I picked this idea up from Oxford (@GregDaco) via UPFINA (@UPFINAcom).

https://twitter.com/UPFINAcom/status/1396995479934849030

Continued Claims

I did a quick check via a data download from “Fred” the St. Louis Fed repository. Fred allows 12 rows on a chart so I took the 12 most populated states that have expiring benefits. I included Florida based on the above Tweet comment.

Expiring Benefits Top 12 States 

Analysis

Those totals are for continued claims in the top 12 states as of May 5. Oxford has the total as 940,000 but that includes 10 additional states while excluding Florida. 

Since continued claims are declining and the bigger states not counting Florida expire 6/19 or later, I suspect Oxford’s totals are on the high side (or will be a month from now).

To that we can add PUA claims and PEUC claims. 

The PUA program is rife with fraud and there is some overlap. So my off the cuff guess is that approximately 2.5 to 3.0 million people will be impacted starting mid-June. 

If continued claims rise, Oxford’s totals and especially mine will be on the low side.

Generous Benefits

“…each month in early 2021, 7 out of 28 unemployed individuals receive job offers that they would normally accept but 1 of the 7 decides to decline the offer due to the availability of extra $300/week in UI payments”

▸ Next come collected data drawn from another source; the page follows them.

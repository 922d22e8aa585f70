//! Tool provider abstraction
//!
//! This module defines the [`ToolProvider`] trait: the uniform contract every
//! backend-specific tool adapter satisfies. One provider wraps one backend
//! system (Jira, Confluence, GitHub) and exposes its operations as
//! [`ToolDefinition`]s.
//!
//! ```text
//! ┌──────────────────────────────────────────┐
//! │     ToolRegistry (one per domain agent)  │
//! └──────────────────────────────────────────┘
//!           │              │              │
//!           ▼              ▼              ▼
//!    ┌──────────┐   ┌────────────┐   ┌──────────┐
//!    │   Jira   │   │ Confluence │   │  GitHub  │
//!    │ Provider │   │  Provider  │   │ Provider │
//!    └──────────┘   └────────────┘   └──────────┘
//! ```
//!
//! # Contract
//!
//! - [`ToolProvider::execute`] returns a [`ToolResult`], never a `Result`:
//!   every remote failure is folded into the result and rendered as an
//!   `Error: ...` string.
//! - Side effects on the remote system only happen inside `execute`.
//! - No retries: a failed remote call surfaces immediately.
//! - A provider never calls another provider.

use async_trait::async_trait;
use thiserror::Error;

use super::entities::{ToolCall, ToolDefinition};
use super::value_objects::ToolResult;

/// Error type for tool provider operations
#[derive(Debug, Error)]
pub enum ProviderError {
    /// Provider is not available
    #[error("Provider not available: {0}")]
    NotAvailable(String),

    /// Failed to discover tools from the provider
    #[error("Discovery failed: {0}")]
    DiscoveryFailed(String),

    /// Tool not found in this provider
    #[error("Tool not found: {0}")]
    ToolNotFound(String),
}

/// Tool provider abstraction - the adapter set for one backend system
#[async_trait]
pub trait ToolProvider: Send + Sync {
    /// Unique identifier for this provider
    ///
    /// Examples: "jira", "confluence", "github"
    fn id(&self) -> &str;

    /// Display name for user-facing output
    fn display_name(&self) -> &str;

    /// Priority for tool resolution (higher = preferred)
    fn priority(&self) -> i32 {
        0
    }

    /// Check if the provider can be used at all.
    ///
    /// Credentials are validated lazily on the first call, so backend
    /// providers report themselves available even when unconfigured.
    async fn is_available(&self) -> bool {
        true
    }

    /// Discover available tools from this provider
    async fn discover_tools(&self) -> Result<Vec<ToolDefinition>, ProviderError>;

    /// Alternative names (alias, canonical) for the tools of this provider
    fn aliases(&self) -> Vec<(&'static str, &'static str)> {
        Vec::new()
    }

    /// Execute a tool call
    ///
    /// The tool_name in the call must match one of the tools
    /// returned by `discover_tools()`.
    async fn execute(&self, call: &ToolCall) -> ToolResult;

    /// Check if this provider has a specific tool
    async fn has_tool(&self, tool_name: &str) -> bool {
        match self.discover_tools().await {
            Ok(tools) => tools.iter().any(|t| t.name == tool_name),
            Err(_) => false,
        }
    }
}

#[cfg(test)]
mod tests {
    use super::*;
    use crate::tool::entities::RiskLevel;
    use crate::tool::value_objects::ToolError;

    /// A mock provider for testing
    struct MockProvider {
        id: String,
        tools: Vec<ToolDefinition>,
        available: bool,
    }

    impl MockProvider {
        fn new(id: &str, available: bool) -> Self {
            Self {
                id: id.to_string(),
                tools: Vec::new(),
                available,
            }
        }

        fn with_tool(mut self, name: &str) -> Self {
            self.tools.push(ToolDefinition::new(
                name,
                format!("Mock tool: {}", name),
                RiskLevel::Low,
            ));
            self
        }
    }

    #[async_trait]
    impl ToolProvider for MockProvider {
        fn id(&self) -> &str {
            &self.id
        }

        fn display_name(&self) -> &str {
            "Mock Provider"
        }

        async fn is_available(&self) -> bool {
            self.available
        }

        async fn discover_tools(&self) -> Result<Vec<ToolDefinition>, ProviderError> {
            if self.available {
                Ok(self.tools.clone())
            } else {
                Err(ProviderError::NotAvailable("Mock not available".into()))
            }
        }

        async fn execute(&self, call: &ToolCall) -> ToolResult {
            if self.tools.iter().any(|t| t.name == call.tool_name) {
                ToolResult::success(&call.tool_name, "Mock output")
            } else {
                ToolResult::failure(&call.tool_name, ToolError::not_found(&call.tool_name))
            }
        }
    }

    #[tokio::test]
    async fn test_provider_discovery() {
        let provider = MockProvider::new("mock", true)
            .with_tool("search_jira")
            .with_tool("list_projects");

        assert!(provider.is_available().await);
        assert_eq!(provider.priority(), 0);

        let tools = provider.discover_tools().await.unwrap();
        assert_eq!(tools.len(), 2);
        assert!(tools.iter().any(|t| t.name == "search_jira"));
    }

    #[tokio::test]
    async fn test_provider_not_available() {
        let provider = MockProvider::new("mock", false);

        assert!(!provider.is_available().await);
        assert!(provider.discover_tools().await.is_err());
        assert!(!provider.has_tool("search_jira").await);
    }

    #[tokio::test]
    async fn test_provider_unknown_tool_is_text_not_fault() {
        let provider = MockProvider::new("mock", true).with_tool("search_jira");

        let result = provider.execute(&ToolCall::new("delete_everything")).await;
        assert!(!result.is_success());
        assert!(result.text().starts_with("Error: "));
    }
}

That is precisely why states are canceling benefits. 

From 7 to 21

On May 11, I noted Seven States End All Federally Funded Covid-19 Unemployment Benefits

Since then another 14 states joined the list.

Note that Amazon is Hiring 17,000 With $1,000 Signing Bonus at $17 an Hour

Will that satisfy Amazon critics? I suspect not.

All Eyes on the Next Jobs Report

Meanwhile, Economic Data is Weakening on Four Fronts.

And New Home Sales Badly Miss Expectations With Negative Revisions As Well

Perhaps claims will rise or at least not dip. 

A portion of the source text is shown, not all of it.